SOURCE MATERIAL section start

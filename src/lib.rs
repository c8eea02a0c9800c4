//! # tile_pathfinding
//!
//! Pathfinding for tile-based puzzle games. Implements
//! [A*](https://en.wikipedia.org/wiki/A*_search_algorithm) over a 4-connected grid with a
//! [Manhattan distance](https://en.wikipedia.org/wiki/Taxicab_geometry) heuristic, which can be
//! switched off to fall back to uniform-cost search. The open list is a hand-rolled binary heap
//! with constant-time lookup of open cells. Every search borrows a frozen grid snapshot and
//! keeps no state between calls.
//!
//! Found paths can be turned into the single-character robot commands the game replays during
//! its automatic "solve" mode, see [trace].
//!
//! ```
//! use grid_util::point::Point;
//! use tile_pathfinding::{CharGrid, Pathfinder};
//!
//! let grid: CharGrid = "R..\n##.\nL..".parse().unwrap();
//! let result = Pathfinder::default()
//!     .find_path(&grid, Point::new(0, 0), Point::new(0, 2))
//!     .unwrap();
//! assert_eq!(result.len(), 7);
//! ```
pub mod components;
pub mod error;
pub mod grid;
pub mod open_list;
pub mod pathfinder;
mod search;
pub mod trace;

pub use components::ComponentMap;
pub use error::{ParseGridError, SearchError, TraceError};
pub use grid::{CharGrid, Walkable};
pub use pathfinder::{
    find_path, PathStatus, Pathfinder, SearchConfig, SearchResult, SearchStats, Termination,
};

/// Impassable wall tile.
pub const WALL: char = '#';
/// Impassable rock tile.
pub const ROCK: char = '*';
/// The robot's own tile, usually the start of a search.
pub const ROBOT: char = 'R';
/// The lift the robot leaves the map through.
pub const LIFT: char = 'L';
/// A collectable lambda. Walkable.
pub const LAMBDA: char = '\\';
/// Earth the robot digs through. Walkable.
pub const EARTH: char = '.';
/// Empty space, also used to pad ragged map rows.
pub const EMPTY: char = ' ';

/// Inline capacity for neighbourhoods, which never exceed four cells on a 4-grid.
pub const N_SMALLVEC_SIZE: usize = 4;
//! Client configuration

use crate::AviaError;
use reqwest::Url;

/// Production endpoint of the AviaSky search function
pub const DEFAULT_ENDPOINT: &str =
    "https://functions.poehali.dev/6cdc378e-a07f-445d-bf2d-624439860b60";

const DEFAULT_USER_AGENT: &str = concat!("aviasky/", env!("CARGO_PKG_VERSION"));

/// Settings for [`crate::AviaClient`]
#[derive(Debug, Clone)]
pub struct ClientConfig {
    /// Base URL every action is sent to as `?action=...`
    pub endpoint: Url,
    pub user_agent: String,
    /// Honor `HTTP_PROXY`/`HTTPS_PROXY` from the environment
    pub system_proxy: bool,
}

impl ClientConfig {
    /// Build a config for a custom endpoint base URL
    pub fn with_endpoint(endpoint: &str) -> Result<Self, AviaError> {
        let url = Url::parse(endpoint).map_err(|e| AviaError::InvalidEndpoint {
            url: endpoint.to_string(),
            reason: e.to_string(),
        })?;

        if !matches!(url.scheme(), "http" | "https") {
            return Err(AviaError::InvalidEndpoint {
                url: endpoint.to_string(),
                reason: format!("unsupported scheme '{}'", url.scheme()),
            });
        }

        Ok(Self {
            endpoint: url,
            user_agent: DEFAULT_USER_AGENT.to_string(),
            system_proxy: true,
        })
    }
}

impl Default for ClientConfig {
    fn default() -> Self {
        Self {
            endpoint: Url::parse(DEFAULT_ENDPOINT).expect("default endpoint is a valid URL"),
            user_agent: DEFAULT_USER_AGENT.to_string(),
            system_proxy: true,
        }
    }
}
//! In-memory city catalog and suggestion filtering

use crate::City;

/// Maximum number of suggestions shown in a dropdown
pub const MAX_SUGGESTIONS: usize = 8;

/// Cities fetched from the search service, in service order
#[derive(Debug, Clone, Default, PartialEq, Eq)]
pub struct CityCatalog {
    cities: Vec<City>,
}

impl CityCatalog {
    pub fn new(cities: Vec<City>) -> Self {
        Self { cities }
    }

    pub fn cities(&self) -> &[City] {
        &self.cities
    }

    pub fn len(&self) -> usize {
        self.cities.len()
    }

    pub fn is_empty(&self) -> bool {
        self.cities.is_empty()
    }

    pub fn find(&self, code: &str) -> Option<&City> {
        self.cities.iter().find(|city| city.code == code)
    }

    /// Suggestions for `query`.
    ///
    /// Case-insensitive substring match on the city name or the country,
    /// skipping the city coded `exclude`, capped at [`MAX_SUGGESTIONS`] in
    /// catalog order. An empty query matches every city.
    pub fn filter(&self, query: &str, exclude: Option<&str>) -> Vec<City> {
        let query = query.to_lowercase();
        self.cities
            .iter()
            .filter(|city| Some(city.code.as_str()) != exclude)
            .filter(|city| {
                query.is_empty()
                    || city.name.to_lowercase().contains(&query)
                    || city.country.to_lowercase().contains(&query)
            })
            .take(MAX_SUGGESTIONS)
            .cloned()
            .collect()
    }
}

impl From<Vec<City>> for CityCatalog {
    fn from(cities: Vec<City>) -> Self {
        Self::new(cities)
    }
}

#[cfg(test)]
mod tests {
    use super::*;

    fn small_catalog() -> CityCatalog {
        CityCatalog::new(vec![
            City::new("LON", "London", "UK"),
            City::new("PAR", "Paris", "France"),
        ])
    }

    fn large_catalog() -> CityCatalog {
        CityCatalog::new(
            (0..12)
                .map(|i| City::new(&format!("C{:02}", i), &format!("City {}", i), "Land"))
                .collect(),
        )
    }

    fn codes(cities: &[City]) -> Vec<&str> {
        cities.iter().map(|c| c.code.as_str()).collect()
    }

    #[test]
    fn test_empty_query_returns_catalog() {
        assert_eq!(small_catalog().filter("", None), small_catalog().cities());
    }

    #[test]
    fn test_empty_query_is_capped() {
        let result = large_catalog().filter("", None);
        assert_eq!(result.len(), MAX_SUGGESTIONS);
        assert_eq!(result[0].code, "C00");
        assert_eq!(result[7].code, "C07");
    }

    #[test]
    fn test_matches_country() {
        assert_eq!(codes(&small_catalog().filter("fr", None)), vec!["PAR"]);
    }

    #[test]
    fn test_case_permutations() {
        let catalog = small_catalog();
        for query in ["lon", "LON", "Lon", "lOn", "uk", "UK"] {
            assert_eq!(codes(&catalog.filter(query, None)), vec!["LON"], "{}", query);
            assert!(catalog.filter(query, Some("LON")).is_empty(), "{}", query);
        }
    }

    #[test]
    fn test_exclusion_applies_to_empty_query() {
        assert_eq!(codes(&small_catalog().filter("", Some("PAR"))), vec!["LON"]);
    }

    #[test]
    fn test_cyrillic_is_case_insensitive() {
        let catalog = CityCatalog::new(vec![
            City::new("MOW", "Москва", "Россия"),
            City::new("PAR", "Париж", "Франция"),
        ]);
        assert_eq!(codes(&catalog.filter("МОС", None)), vec!["MOW"]);
        assert_eq!(codes(&catalog.filter("франц", None)), vec!["PAR"]);
    }

    #[test]
    fn test_cap_keeps_catalog_order() {
        let result = large_catalog().filter("city 1", Some("C10"));
        assert_eq!(codes(&result), vec!["C01", "C11"]);
    }

    #[test]
    fn test_find() {
        let catalog = small_catalog();
        assert_eq!(catalog.find("PAR").map(|c| c.name.as_str()), Some("Paris"));
        assert!(catalog.find("XXX").is_none());
    }
}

SOURCE MATERIAL section end

— EXERCISE GOAL —
Wherever "InvalidEndpoint" occurs in the records above, copy the line it sits in.

— COMPLETED TASK —
        let url = Url::parse(endpoint).map_err(|e| AviaError::InvalidEndpoint {
            return Err(AviaError::InvalidEndpoint {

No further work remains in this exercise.